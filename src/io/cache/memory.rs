//! Process-local cache driver.

use std::collections::HashMap;

use serde_json::Value;
use tracing::trace;

use super::{check_address, unix_now, CacheDriver, CacheEnvelope};
use crate::core::errors::Result;

/// In-memory driver; entries live as long as the driver.
#[derive(Debug, Default)]
pub struct MemoryCacheDriver {
    entries: HashMap<String, HashMap<String, CacheEnvelope>>,
    ttl_seconds: Option<u64>,
}

impl MemoryCacheDriver {
    pub fn new() -> Self {
        Self::default()
    }

    pub fn with_ttl(ttl_seconds: Option<u64>) -> Self {
        Self {
            entries: HashMap::new(),
            ttl_seconds,
        }
    }

    /// Number of entries stored in a category, expired ones included
    pub fn len(&self, category: &str) -> usize {
        self.entries.get(category).map_or(0, HashMap::len)
    }

    /// Replace the payload of an entry in place, keeping its envelope.
    /// Used to simulate corrupted storage.
    pub fn overwrite_raw(&mut self, category: &str, key: &str, data: Value) -> bool {
        match self
            .entries
            .get_mut(category)
            .and_then(|entries| entries.get_mut(key))
        {
            Some(envelope) => {
                envelope.data = data;
                true
            }
            None => false,
        }
    }
}

impl CacheDriver for MemoryCacheDriver {
    fn store(&mut self, category: &str, key: &str, data: &Value, hash: Option<&str>) -> Result<()> {
        check_address(category, key)?;
        trace!("memory cache store {}/{}", category, key);
        self.entries
            .entry(category.to_string())
            .or_default()
            .insert(
                key.to_string(),
                CacheEnvelope::new(key, data, hash, self.ttl_seconds),
            );
        Ok(())
    }

    fn restore(&self, category: &str, key: &str, hash: Option<&str>) -> Option<Value> {
        let envelope = self.entries.get(category)?.get(key)?;
        if envelope.is_valid_for(key, hash, unix_now()) {
            Some(envelope.data.clone())
        } else {
            trace!("memory cache entry {}/{} rejected", category, key);
            None
        }
    }

    fn remove(&mut self, category: &str, key_prefix: &str) -> Result<()> {
        if let Some(entries) = self.entries.get_mut(category) {
            entries.retain(|key, _| !key.starts_with(key_prefix));
        }
        Ok(())
    }
}
//! Restore/persist support for analyzers whose per-artifact metrics can be
//! reused when the artifact is unchanged.

use tracing::{debug, warn};

use crate::core::artifact::ArtifactMeta;
use crate::core::metrics::MetricsTable;
use crate::io::cache::{CacheScope, SharedCacheDriver};

/// Cache category for analyzer metrics
pub const METRICS_CATEGORY: &str = "metrics";

/// Cache state composed into every cache-aware analyzer.
///
/// Usage inside `analyze()`:
/// 1. [`MetricsCache::load`] before traversal
/// 2. [`MetricsCache::restore`] at the top of each visit; skip computation on a hit
/// 3. [`MetricsCache::unload`] after traversal
#[derive(Debug, Default)]
pub struct MetricsCache {
    driver: Option<SharedCacheDriver>,
    restored: MetricsTable,
}

impl MetricsCache {
    pub fn set_driver(&mut self, driver: SharedCacheDriver) {
        self.driver = Some(driver);
    }

    pub fn driver(&self) -> Option<SharedCacheDriver> {
        self.driver.clone()
    }

    /// Number of entries available for restoring
    pub fn restorable(&self) -> usize {
        self.restored.len()
    }

    /// Read the previous run's table stored under `analyzer`
    pub fn load(&mut self, analyzer: &str) {
        self.restored.clear();
        let Some(driver) = &self.driver else {
            return;
        };
        let Some(value) = driver.borrow().restore(METRICS_CATEGORY, analyzer, None) else {
            debug!("no cached metrics for {}", analyzer);
            return;
        };
        match serde_json::from_value::<MetricsTable>(value) {
            Ok(table) => {
                debug!("loaded {} cached entries for {}", table.len(), analyzer);
                self.restored = table;
            }
            Err(err) => warn!("ignoring corrupt metrics cache for {}: {}", analyzer, err),
        }
    }

    /// Copy the cached entry of an unchanged artifact into `table`.
    /// Returns false when the artifact changed or nothing was cached for it.
    pub fn restore(&self, artifact: &ArtifactMeta, table: &mut MetricsTable) -> bool {
        if !artifact.is_cached() {
            return false;
        }
        match self.restored.get(&artifact.key) {
            Some(metrics) => {
                table.insert(artifact.key.clone(), metrics.clone());
                true
            }
            None => false,
        }
    }

    /// Persist `table` under `analyzer` and drop the restore buffer.
    /// Write failures are logged; the computed metrics stay valid.
    pub fn unload(&mut self, analyzer: &str, table: &MetricsTable) {
        self.restored.clear();
        let Some(driver) = &self.driver else {
            return;
        };
        let mut driver = driver.borrow_mut();
        let mut scope = CacheScope::new(&mut *driver, METRICS_CATEGORY);
        let result = serde_json::to_value(table)
            .map_err(Into::into)
            .and_then(|value| scope.store(analyzer, &value, None));
        if let Err(err) = result {
            warn!("failed to persist metrics for {}: {}", analyzer, err);
        }
    }
}
use super::*;
use crate::core::artifact::{Declaration, DependencyKind};
use approx::assert_relative_eq;

/// Each namespace `P{n}` holds one class whose single method returns the
/// class of every namespace listed in `deps[n]`.
fn chain(deps: &[&[usize]]) -> (ArtifactGraph, Vec<NodeId>) {
    let mut graph = ArtifactGraph::new();
    let mut namespaces = Vec::new();
    let mut classes = Vec::new();
    for index in 0..deps.len() {
        let namespace = graph.namespace(format!("P{}", index));
        classes.push(graph.add_class(namespace, Declaration::new("C")).unwrap());
        namespaces.push(namespace);
    }
    for (index, targets) in deps.iter().enumerate() {
        let method = graph
            .add_method(classes[index], Declaration::new("link"))
            .unwrap();
        for &target in targets.iter() {
            graph
                .add_dependency(method, classes[target], DependencyKind::Return)
                .unwrap();
        }
    }
    (graph, namespaces)
}

#[test]
fn cycle_excludes_namespaces_leading_into_it() {
    // P0→P1→P2→P3→P2, P4 isolated
    let (graph, namespaces) = chain(&[&[1], &[2], &[3], &[2], &[]]);
    let mut analyzer = DependencyAnalyzer::new(DependencyConfig::default());
    analyzer.analyze(&graph, &mut AnalysisContext::new()).unwrap();

    assert_eq!(analyzer.cycles(), &[vec![namespaces[2], namespaces[3]]]);
    assert!(analyzer.cycle_of(namespaces[0]).is_none());
    assert!(analyzer.cycle_of(namespaces[1]).is_none());
    assert!(analyzer.cycle_of(namespaces[4]).is_none());
    assert_eq!(analyzer.project_metrics()["cycles"], 1.0);

    let p3 = analyzer.node_metrics(graph.meta(namespaces[3]).unwrap());
    assert_eq!(p3["cycle"], 1.0);
    let p0 = analyzer.node_metrics(graph.meta(namespaces[0]).unwrap());
    assert_eq!(p0["cycle"], 0.0);
}

#[test]
fn cycle_reached_after_another_cycle_is_still_flagged() {
    // P2 first leads P2→P4→P0⇄P1, then closes P2⇄P3
    let (graph, namespaces) = chain(&[&[1], &[0], &[4, 3], &[2], &[0]]);
    let mut analyzer = DependencyAnalyzer::new(DependencyConfig::default());
    analyzer.analyze(&graph, &mut AnalysisContext::new()).unwrap();

    let flagged: Vec<_> = namespaces
        .iter()
        .map(|&id| analyzer.node_metrics(graph.meta(id).unwrap())["cycle"])
        .collect();
    assert_eq!(flagged, vec![1.0, 1.0, 1.0, 1.0, 0.0]);
    assert_eq!(analyzer.project_metrics()["cycles"], 2.0);
    assert_eq!(
        analyzer.cycle_of(namespaces[3]),
        Some(&[namespaces[2], namespaces[3]][..])
    );
}

#[test]
fn cycle_detection_can_be_disabled() {
    let (graph, _) = chain(&[&[1], &[0]]);
    let mut analyzer = DependencyAnalyzer::new(DependencyConfig {
        detect_cycles: false,
    });
    analyzer.analyze(&graph, &mut AnalysisContext::new()).unwrap();
    assert!(analyzer.cycles().is_empty());
}

#[test]
fn instability_and_distance() {
    // P0 depends on P1 and P2; P1 depends on P2
    let (graph, namespaces) = chain(&[&[1, 2], &[2], &[]]);
    let mut analyzer = DependencyAnalyzer::new(DependencyConfig::default());
    analyzer.analyze(&graph, &mut AnalysisContext::new()).unwrap();

    let p0 = analyzer.stats(namespaces[0]).unwrap();
    assert_eq!(p0.efferent.len(), 2);
    assert_relative_eq!(p0.instability(), 1.0);
    assert_relative_eq!(p0.distance(), 0.0);

    let p1 = analyzer.stats(namespaces[1]).unwrap();
    assert_relative_eq!(p1.instability(), 0.5);
    assert_relative_eq!(p1.distance(), 0.5);

    let p2 = analyzer.node_metrics(graph.meta(namespaces[2]).unwrap());
    assert_eq!(p2["ca"], 2.0);
    assert_eq!(p2["ce"], 0.0);
    assert_eq!(p2["i"], 0.0);
    assert_eq!(p2["d"], 1.0);
}

#[test]
fn abstractness_counts_abstract_types() {
    let mut graph = ArtifactGraph::new();
    let app = graph.namespace("app");
    graph.add_class(app, Declaration::new("Concrete")).unwrap();
    graph.add_interface(app, Declaration::new("Contract")).unwrap();
    let base = graph.add_class(app, Declaration::new("Base")).unwrap();
    graph.set_abstract(base, true).unwrap();
    graph.add_trait(app, Declaration::new("Helpers")).unwrap();

    let only_abstract = graph.namespace("contracts");
    graph.add_interface(only_abstract, Declaration::new("Port")).unwrap();

    let mut analyzer = DependencyAnalyzer::new(DependencyConfig::default());
    analyzer.analyze(&graph, &mut AnalysisContext::new()).unwrap();

    let stats = analyzer.stats(app).unwrap();
    assert_eq!(stats.total_types, 3);
    assert_eq!(stats.abstract_types, 2);
    assert_relative_eq!(stats.abstractness(), 2.0 / 3.0);
    // no concrete types: abstractness stays zero
    assert_eq!(analyzer.stats(only_abstract).unwrap().abstractness(), 0.0);
}

#[test]
fn inheritance_across_namespaces_is_a_dependency() {
    let mut graph = ArtifactGraph::new();
    let app = graph.namespace("app");
    let lib = graph.namespace("lib");
    let base = graph.add_class(lib, Declaration::new("Base")).unwrap();
    let child = graph.add_class(app, Declaration::new("Child")).unwrap();
    graph.set_parent(child, base).unwrap();

    let mut analyzer = DependencyAnalyzer::new(DependencyConfig::default());
    analyzer.analyze(&graph, &mut AnalysisContext::new()).unwrap();

    assert_eq!(analyzer.efferents(app).collect::<Vec<_>>(), vec![lib]);
    assert_eq!(analyzer.efferents(lib).count(), 0);
}

#[test]
fn second_analyze_is_a_no_op() {
    let (graph, namespaces) = chain(&[&[1], &[]]);
    let mut analyzer = DependencyAnalyzer::new(DependencyConfig::default());
    let mut context = AnalysisContext::new();
    analyzer.analyze(&graph, &mut context).unwrap();
    analyzer.analyze(&graph, &mut context).unwrap();

    assert_eq!(analyzer.stats(namespaces[0]).unwrap().total_types, 1);
}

What is needed:
Go through the material above and copy each line that has the word "tracing".

Response area:
use tracing::trace;
use tracing::{debug, warn};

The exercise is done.